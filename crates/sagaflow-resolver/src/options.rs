use serde::{Deserialize, Serialize};

/// How structural degradation (dangling flows, missing annotations) is handled.
#[derive(Debug, Clone, Copy, Default, PartialEq, Eq, Serialize, Deserialize)]
#[serde(rename_all = "snake_case")]
pub enum Strictness {
  /// Log a warning and drop the offending reference.
  #[default]
  Lenient,
  /// Fail normalization.
  Strict,
}

/// Options for diagram normalization.
#[derive(Debug, Clone, Default, PartialEq, Serialize, Deserialize)]
#[serde(default)]
pub struct ResolveOptions {
  pub strictness: Strictness,
}

impl ResolveOptions {
  pub fn strict() -> Self {
    Self {
      strictness: Strictness::Strict,
    }
  }
}

#[cfg(test)]
mod tests {
  use super::*;

  #[test]
  fn test_defaults_to_lenient() {
    let options: ResolveOptions = serde_json::from_str("{}").unwrap();
    assert_eq!(options.strictness, Strictness::Lenient);
  }

  #[test]
  fn test_deserialize_strict() {
    let options: ResolveOptions = serde_json::from_str(r#"{"strictness": "strict"}"#).unwrap();
    assert_eq!(options, ResolveOptions::strict());
  }
}
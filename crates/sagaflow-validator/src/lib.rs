//! Sagaflow Validator
//!
//! Checks a diagram before it is compiled. Validation re-runs normalization
//! and then enforces, in a fixed order with the first failure winning:
//!
//! 1. every node that needs an expression has one
//! 2. every expression parses inside its kind's harness
//! 3. there is exactly one start event
//! 4. a message start event carries a well-formed action tag
//!
//! A successful validation yields a [`ValidatedGraph`], the only input the
//! checked emission path accepts.

mod error;
mod tag;
mod validator;
mod verdict;

pub use error::Rejection;
pub use tag::is_action_tag;
pub use validator::{ValidatedGraph, Validator};
pub use verdict::Verdict;
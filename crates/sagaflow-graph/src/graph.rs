use std::collections::HashMap;

use crate::node::{ElementKind, Node};

/// Resolved node registry: an arena of nodes in registry order plus an
/// index from node id to arena slot.
#[derive(Debug, Clone, Default)]
pub struct ProcessGraph {
  nodes: Vec<Node>,
  index: HashMap<String, usize>,
}

impl ProcessGraph {
  pub fn new() -> Self {
    Self::default()
  }

  /// Add a node. Returns `false` and leaves the graph untouched if a node
  /// with the same id is already registered.
  pub fn insert(&mut self, node: Node) -> bool {
    if self.index.contains_key(&node.id) {
      return false;
    }
    self.index.insert(node.id.clone(), self.nodes.len());
    self.nodes.push(node);
    true
  }

  /// Get a node by ID.
  pub fn get(&self, node_id: &str) -> Option<&Node> {
    self.index.get(node_id).map(|&slot| &self.nodes[slot])
  }

  pub fn contains(&self, node_id: &str) -> bool {
    self.index.contains_key(node_id)
  }

  /// Iterate nodes in registry order.
  pub fn iter(&self) -> impl Iterator<Item = &Node> {
    self.nodes.iter()
  }

  pub fn len(&self) -> usize {
    self.nodes.len()
  }

  pub fn is_empty(&self) -> bool {
    self.nodes.is_empty()
  }

  /// All start events, in registry order.
  pub fn start_events(&self) -> Vec<&Node> {
    self
      .nodes
      .iter()
      .filter(|node| node.element_kind() == ElementKind::StartEvent)
      .collect()
  }
}

#[cfg(test)]
mod tests {
  use super::*;
  use crate::node::NodeKind;

  fn node(id: &str, kind: NodeKind, outgoing: &[&str]) -> Node {
    Node {
      id: id.to_string(),
      name: None,
      kind,
      expression: None,
      outgoing: outgoing.iter().map(|s| s.to_string()).collect(),
    }
  }

  #[test]
  fn test_insert_keeps_registry_order() {
    let mut graph = ProcessGraph::new();
    graph.insert(node("start", NodeKind::StartEvent { message: false }, &["a"]));
    graph.insert(node("a", NodeKind::Task { error_route: None }, &[]));

    let ids: Vec<&str> = graph.iter().map(|n| n.id.as_str()).collect();
    assert_eq!(ids, vec!["start", "a"]);
    assert_eq!(graph.len(), 2);
    assert!(graph.contains("a"));
  }

  #[test]
  fn test_insert_rejects_duplicate_id() {
    let mut graph = ProcessGraph::new();
    assert!(graph.insert(node("a", NodeKind::Task { error_route: None }, &[])));
    assert!(!graph.insert(node("a", NodeKind::ServiceTask { error_route: None }, &[])));

    assert_eq!(graph.len(), 1);
    assert!(matches!(graph.get("a").unwrap().kind, NodeKind::Task { .. }));
  }

  #[test]
  fn test_start_events() {
    let mut graph = ProcessGraph::new();
    graph.insert(node("s1", NodeKind::StartEvent { message: false }, &[]));
    graph.insert(node("t", NodeKind::Task { error_route: None }, &[]));
    graph.insert(node("s2", NodeKind::StartEvent { message: true }, &[]));

    let starts: Vec<&str> = graph.start_events().iter().map(|n| n.id.as_str()).collect();
    assert_eq!(starts, vec!["s1", "s2"]);
  }
}
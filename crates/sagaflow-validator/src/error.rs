use sagaflow_resolver::ResolveError;
use thiserror::Error;

/// Reasons a diagram fails validation.
///
/// The `Display` form of each variant is the reason reported to callers.
#[derive(Debug, Clone, PartialEq, Error)]
pub enum Rejection {
  /// Strict normalization found a structural problem.
  #[error("{0}")]
  Structure(#[from] ResolveError),

  /// A node that needs an expression has none.
  #[error("{node_id} has no text annotation")]
  MissingExpression { node_id: String },

  /// A node's expression does not parse inside its harness.
  #[error("{node_id} : {message}")]
  InvalidExpression { node_id: String, message: String },

  #[error("no start event")]
  NoStartEvent,

  #[error("multiple start events")]
  MultipleStartEvents,

  #[error("message start event has no action type definition")]
  MissingActionType,

  #[error("message start event has incorrect action type definition")]
  MalformedActionType { tag: String },
}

____________

— Task requirements —
Exactly as written, please output every entry.

— Output of the exercise —
filename crates/sagaflow-resolver/src/options.rs
use serde::{Deserialize, Serialize};

/// How structural degradation (dangling flows, missing annotations) is handled.
#[derive(Debug, Clone, Copy, Default, PartialEq, Eq, Serialize, Deserialize)]
#[serde(rename_all = "snake_case")]
pub enum Strictness {
  /// Log a warning and drop the offending reference.
  #[default]
  Lenient,
  /// Fail normalization.
  Strict,
}

/// Options for diagram normalization.
#[derive(Debug, Clone, Default, PartialEq, Serialize, Deserialize)]
#[serde(default)]
pub struct ResolveOptions {
  pub strictness: Strictness,
}

impl ResolveOptions {
  pub fn strict() -> Self {
    Self {
      strictness: Strictness::Strict,
    }
  }
}

#[cfg(test)]
mod tests {
  use super::*;

  #[test]
  fn test_defaults_to_lenient() {
    let options: ResolveOptions = serde_json::from_str("{}").unwrap();
    assert_eq!(options.strictness, Strictness::Lenient);
  }

  #[test]
  fn test_deserialize_strict() {
    let options: ResolveOptions = serde_json::from_str(r#"{"strictness": "strict"}"#).unwrap();
    assert_eq!(options, ResolveOptions::strict());
  }
}
filename crates/sagaflow-validator/src/lib.rs
//! Sagaflow Validator
//!
//! Checks a diagram before it is compiled. Validation re-runs normalization
//! and then enforces, in a fixed order with the first failure winning:
//!
//! 1. every node that needs an expression has one
//! 2. every expression parses inside its kind's harness
//! 3. there is exactly one start event
//! 4. a message start event carries a well-formed action tag
//!
//! A successful validation yields a [`ValidatedGraph`], the only input the
//! checked emission path accepts.

mod error;
mod tag;
mod validator;
mod verdict;

pub use error::Rejection;
pub use tag::is_action_tag;
pub use validator::{ValidatedGraph, Validator};
pub use verdict::Verdict;
filename crates/sagaflow-graph/src/graph.rs
use std::collections::HashMap;

use crate::node::{ElementKind, Node};

/// Resolved node registry: an arena of nodes in registry order plus an
/// index from node id to arena slot.
#[derive(Debug, Clone, Default)]
pub struct ProcessGraph {
  nodes: Vec<Node>,
  index: HashMap<String, usize>,
}

impl ProcessGraph {
  pub fn new() -> Self {
    Self::default()
  }

  /// Add a node. Returns `false` and leaves the graph untouched if a node
  /// with the same id is already registered.
  pub fn insert(&mut self, node: Node) -> bool {
    if self.index.contains_key(&node.id) {
      return false;
    }
    self.index.insert(node.id.clone(), self.nodes.len());
    self.nodes.push(node);
    true
  }

  /// Get a node by ID.
  pub fn get(&self, node_id: &str) -> Option<&Node> {
    self.index.get(node_id).map(|&slot| &self.nodes[slot])
  }

  pub fn contains(&self, node_id: &str) -> bool {
    self.index.contains_key(node_id)
  }

  /// Iterate nodes in registry order.
  pub fn iter(&self) -> impl Iterator<Item = &Node> {
    self.nodes.iter()
  }

  pub fn len(&self) -> usize {
    self.nodes.len()
  }

  pub fn is_empty(&self) -> bool {
    self.nodes.is_empty()
  }

  /// All start events, in registry order.
  pub fn start_events(&self) -> Vec<&Node> {
    self
      .nodes
      .iter()
      .filter(|node| node.element_kind() == ElementKind::StartEvent)
      .collect()
  }
}

#[cfg(test)]
mod tests {
  use super::*;
  use crate::node::NodeKind;

  fn node(id: &str, kind: NodeKind, outgoing: &[&str]) -> Node {
    Node {
      id: id.to_string(),
      name: None,
      kind,
      expression: None,
      outgoing: outgoing.iter().map(|s| s.to_string()).collect(),
    }
  }

  #[test]
  fn test_insert_keeps_registry_order() {
    let mut graph = ProcessGraph::new();
    graph.insert(node("start", NodeKind::StartEvent { message: false }, &["a"]));
    graph.insert(node("a", NodeKind::Task { error_route: None }, &[]));

    let ids: Vec<&str> = graph.iter().map(|n| n.id.as_str()).collect();
    assert_eq!(ids, vec!["start", "a"]);
    assert_eq!(graph.len(), 2);
    assert!(graph.contains("a"));
  }

  #[test]
  fn test_insert_rejects_duplicate_id() {
    let mut graph = ProcessGraph::new();
    assert!(graph.insert(node("a", NodeKind::Task { error_route: None }, &[])));
    assert!(!graph.insert(node("a", NodeKind::ServiceTask { error_route: None }, &[])));

    assert_eq!(graph.len(), 1);
    assert!(matches!(graph.get("a").unwrap().kind, NodeKind::Task { .. }));
  }

  #[test]
  fn test_start_events() {
    let mut graph = ProcessGraph::new();
    graph.insert(node("s1", NodeKind::StartEvent { message: false }, &[]));
    graph.insert(node("t", NodeKind::Task { error_route: None }, &[]));
    graph.insert(node("s2", NodeKind::StartEvent { message: true }, &[]));

    let starts: Vec<&str> = graph.start_events().iter().map(|n| n.id.as_str()).collect();
    assert_eq!(starts, vec!["s1", "s2"]);
  }
}
filename crates/sagaflow-validator/src/error.rs
use sagaflow_resolver::ResolveError;
use thiserror::Error;

/// Reasons a diagram fails validation.
///
/// The `Display` form of each variant is the reason reported to callers.
#[derive(Debug, Clone, PartialEq, Error)]
pub enum Rejection {
  /// Strict normalization found a structural problem.
  #[error("{0}")]
  Structure(#[from] ResolveError),

  /// A node that needs an expression has none.
  #[error("{node_id} has no text annotation")]
  MissingExpression { node_id: String },

  /// A node's expression does not parse inside its harness.
  #[error("{node_id} : {message}")]
  InvalidExpression { node_id: String, message: String },

  #[error("no start event")]
  NoStartEvent,

  #[error("multiple start events")]
  MultipleStartEvents,

  #[error("message start event has no action type definition")]
  MissingActionType,

  #[error("message start event has incorrect action type definition")]
  MalformedActionType { tag: String },
}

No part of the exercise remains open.